Work out the number of lines that hold "crate" in the listing, and give that number with no other text.

════════════════

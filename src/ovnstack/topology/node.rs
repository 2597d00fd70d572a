/*
 * Copyright (C) 2024 The Nanocloud Authors
 *
 * Licensed under the Apache License, Version 2.0 (the "License");
 * you may not use this file except in compliance with the License.
 * You may obtain a copy of the License at
 *
 * http://www.apache.org/licenses/LICENSE-2.0
 *
 * Unless required by applicable law or agreed to in writing, software
 * distributed under the License is distributed on an "AS IS" BASIS,
 * WITHOUT WARRANTIES OR CONDITIONS OF ANY KIND, either express or implied.
 * See the License for the specific language governing permissions and
 * limitations under the License.
 */


use super::management::{HostPlatform, ManagementPort};
use super::{mandatory, parse_subnet, require_node_name, ClusterLoadBalancers, TopologyProvisioner};
use crate::ovnstack::cni::types::truncate_bytes;
use crate::ovnstack::error::{OverlayError, StepContext};
use crate::ovnstack::ipam::{next_ipv4, Cidr};
use crate::ovnstack::logger::log_info;
use crate::ovnstack::observability::tracing::with_span;
use crate::ovnstack::ovsdb::nbctl::{pair, LOGICAL_SWITCH};

/// Validated NodeJoin inputs.
#[derive(Clone, Debug)]
pub struct NodeParams {
    pub node_name: String,
    pub node_subnet: Cidr,
    pub cluster_subnet: Cidr,
}

impl NodeParams {
    pub fn new(node_name: &str, node_subnet: &str, cluster_subnet: &str) -> Result<Self, OverlayError> {
        Ok(NodeParams {
            node_name: require_node_name(node_name)?.to_string(),
            node_subnet: parse_subnet("node-switch-subnet", node_subnet)?,
            cluster_subnet: parse_subnet("cluster-subnet", cluster_subnet)?,
        })
    }
}

/// What NodeJoin resolved for the node.
#[derive(Clone, Debug, PartialEq, Eq)]
pub struct NodeReport {
    pub switch: String,
    pub router_port: String,
    pub router_address: Cidr,
    pub management_port: String,
    pub management_interface: String,
    pub management_mac: String,
    pub management_address: Cidr,
    pub platform: HostPlatform,
}

/// `k8s-` plus at most 11 characters of the node name, keeping the host
/// interface name within the kernel limit.
pub fn management_interface_name(node_name: &str) -> String {
    format!("k8s-{}", truncate_bytes(node_name, 11))
}

impl TopologyProvisioner {
    /// Connects a node to an already bootstrapped cluster.
    pub fn node_join(&self, params: &NodeParams) -> Result<NodeReport, OverlayError> {
        with_span("topology", "node-join", || -> Result<NodeReport, OverlayError> {
            self.require_northbound()?;
            let router = self.require_cluster()?;
            let balancers = self.require_cluster_load_balancers()?;
            self.join_node(&router, &balancers, params)
        })
    }

    pub(crate) fn join_node(
        &self,
        cluster_router: &str,
        balancers: &ClusterLoadBalancers,
        params: &NodeParams,
    ) -> Result<NodeReport, OverlayError> {
        let node = params.node_name.as_str();
        let nb = self.northbound();

        let router_address = params.node_subnet.with_address(params.node_subnet.first_host());
        let router_port = format!("rtos-{node}");
        let port = self.ensure_router_port(
            cluster_router,
            &router_port,
            || Ok(router_address.escaped()),
            &[],
        )?;

        let switch_batch = nb.batch().command(["--may-exist", "ls-add", node]).command([
            "set".to_string(),
            LOGICAL_SWITCH.to_string(),
            node.to_string(),
            pair("other_config:subnet", params.node_subnet.network_cidr().to_string()),
            pair("external_ids:gateway_ip", router_address.escaped()),
        ]);
        nb.apply(&switch_batch)
            .step(format!("ensure node switch {node}"))?;

        let switch_port = format!("stor-{node}");
        self.ensure_router_peer(node, &switch_port, &router_port, &port.mac)?;

        let interface = management_interface_name(node);
        let iface_id = format!("k8s-{node}");
        let bridge = self.config().integration_bridge.clone();
        self.switch_db()
            .add_port(
                &bridge,
                &interface,
                &[
                    "type=internal".to_string(),
                    format!("mtu_request={}", self.config().management_mtu),
                    pair("external_ids:iface-id", &iface_id),
                ],
            )
            .step(format!("create management interface {interface} on {bridge}"))?;
        let management_mac = self
            .switch_db()
            .interface_mac(&interface)
            .step(format!("read MAC of {interface}"))?
            .ok_or_else(|| {
                mandatory(
                    format!("read MAC of {interface}"),
                    format!("ovs-vsctl --if-exists get interface {interface} mac_in_use"),
                )
            })?;

        let management_address =
            params.node_subnet.with_address(next_ipv4(router_address.address));
        let addresses = format!("{management_mac} {}", management_address.address);
        let lsp_batch = nb
            .batch()
            .command(["--may-exist", "lsp-add", node, iface_id.as_str()])
            .command(["lsp-set-addresses", iface_id.as_str(), addresses.as_str()]);
        nb.apply(&lsp_batch)
            .step(format!("ensure management port {iface_id}"))?;

        let platform = self.configure_management_host(&ManagementPort {
            node,
            interface: &interface,
            address: management_address,
            router_ip: router_address.address,
            cluster_subnet: params.cluster_subnet,
        })?;

        for lb in [&balancers.tcp, &balancers.udp] {
            nb.attach_switch_lb(node, lb)
                .step(format!("attach load balancer {lb} to {node}"))?;
        }

        log_info(
            "topology",
            "Node joined",
            &[
                ("node", node),
                ("router_port", &router_port),
                ("router_address", &router_address.to_string()),
                ("management_address", &management_address.to_string()),
                ("mac_created", if port.created { "true" } else { "false" }),
            ],
        );

        Ok(NodeReport {
            switch: node.to_string(),
            router_port,
            router_address,
            management_port: iface_id,
            management_interface: interface,
            management_mac,
            management_address,
            platform,
        })
    }
}
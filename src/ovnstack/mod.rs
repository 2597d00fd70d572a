/*
 * Copyright (C) 2024 The Nanocloud Authors
 *
 * Licensed under the Apache License, Version 2.0 (the "License");
 * you may not use this file except in compliance with the License.
 * You may obtain a copy of the License at
 *
 * http://www.apache.org/licenses/LICENSE-2.0
 *
 * Unless required by applicable law or agreed to in writing, software
 * distributed under the License is distributed on an "AS IS" BASIS,
 * WITHOUT WARRANTIES OR CONDITIONS OF ANY KIND, either express or implied.
 * See the License for the specific language governing permissions and
 * limitations under the License.
 */


pub mod cli;
pub mod cni;
pub mod config;
pub mod error;
pub mod ipam;
pub mod logger;
pub mod observability;
pub mod ovsdb;
pub mod test_support;
pub mod topology;

pub use config::{Config, OverlayConfig};
pub use error::OverlayError;
/*
 * Copyright (C) 2024 The Nanocloud Authors
 *
 * Licensed under the Apache License, Version 2.0 (the "License");
 * you may not use this file except in compliance with the License.
 * You may obtain a copy of the License at
 *
 * http://www.apache.org/licenses/LICENSE-2.0
 *
 * Unless required by applicable law or agreed to in writing, software
 * distributed under the License is distributed on an "AS IS" BASIS,
 * WITHOUT WARRANTIES OR CONDITIONS OF ANY KIND, either express or implied.
 * See the License for the specific language governing permissions and
 * limitations under the License.
 */


//! Span identifiers for correlating log lines of one provisioning run or one
//! CNI invocation. Spans are backed by the `tracing` crate; the active
//! [`TraceContext`] is also kept per thread so the logger can stamp
//! `trace_id` / `span_id` on every line.

use rand::{rngs::OsRng, RngCore};
use std::cell::RefCell;
use std::fmt::Write;
use std::future::{poll_fn, Future};
use std::pin::pin;
use std::sync::Arc;
use std::sync::OnceLock;
use tracing_subscriber::registry::Registry;

#[derive(Clone, Debug)]
pub struct TraceContext {
    trace_id: Arc<str>,
    span_id: Arc<str>,
}

impl TraceContext {
    pub fn trace_id(&self) -> &str {
        &self.trace_id
    }

    pub fn span_id(&self) -> &str {
        &self.span_id
    }
}

thread_local! {
    static ACTIVE_TRACE: RefCell<Option<TraceContext>> = const { RefCell::new(None) };
}

static TRACING_INIT: OnceLock<()> = OnceLock::new();

/// Initialize the global tracing subscriber exactly once.
pub fn init() {
    TRACING_INIT.get_or_init(|| {
        let subscriber = Registry::default();
        let _ = tracing::subscriber::set_global_default(subscriber);
    });
}

/// Returns the [`TraceContext`] active on this thread, if any.
pub fn current_context() -> Option<TraceContext> {
    ACTIVE_TRACE.with(|active| active.borrow().clone())
}

struct Restore(Option<TraceContext>);

impl Drop for Restore {
    fn drop(&mut self) {
        let previous = self.0.take();
        ACTIVE_TRACE.with(|active| *active.borrow_mut() = previous);
    }
}

fn install(context: Option<TraceContext>) -> Restore {
    let previous = ACTIVE_TRACE.with(|active| active.replace(context));
    Restore(previous)
}

fn open_span(component: &'static str, name: &str) -> (tracing::Span, TraceContext) {
    let trace_id = current_context()
        .map(|ctx| ctx.trace_id)
        .unwrap_or_else(|| Arc::<str>::from(generate_trace_id()));
    let span_id = Arc::<str>::from(generate_span_id());
    let span = tracing::info_span!(
        "ovnstack",
        component = component,
        span = name,
        trace_id = trace_id.as_ref(),
        span_id = span_id.as_ref(),
    );
    (span, TraceContext { trace_id, span_id })
}

/// Run `f` inside a new span. The trace id is inherited from the enclosing
/// span on this thread, or freshly generated.
pub fn with_span<T>(component: &'static str, span_name: impl Into<String>, f: impl FnOnce() -> T) -> T {
    let (span, context) = open_span(component, &span_name.into());
    let _entered = span.enter();
    let _restore = install(Some(context));
    f()
}

/// Drive `fut` inside a new span. The span and its [`TraceContext`] are
/// active during every poll and released in between.
pub async fn with_span_async<F: Future>(
    component: &'static str,
    span_name: impl Into<String>,
    fut: F,
) -> F::Output {
    let (span, context) = open_span(component, &span_name.into());
    let mut fut = pin!(fut);
    poll_fn(move |cx| {
        let _entered = span.enter();
        let _restore = install(Some(context.clone()));
        fut.as_mut().poll(cx)
    })
    .await
}

/// Run `f` with a context captured on another thread, so work handed to a
/// dedicated thread keeps logging under the caller's span.
pub fn with_context<T>(context: Option<TraceContext>, f: impl FnOnce() -> T) -> T {
    let _restore = install(context);
    f()
}

fn generate_trace_id() -> String {
    random_hex(16)
}

fn generate_span_id() -> String {
    random_hex(8)
}

fn random_hex(bytes: usize) -> String {
    let mut data = vec![0u8; bytes];
    OsRng.fill_bytes(&mut data);
    let mut output = String::with_capacity(bytes * 2);
    for byte in data {
        let _ = write!(&mut output, "{:02x}", byte);
    }
    output
}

════════════════

Output below | 8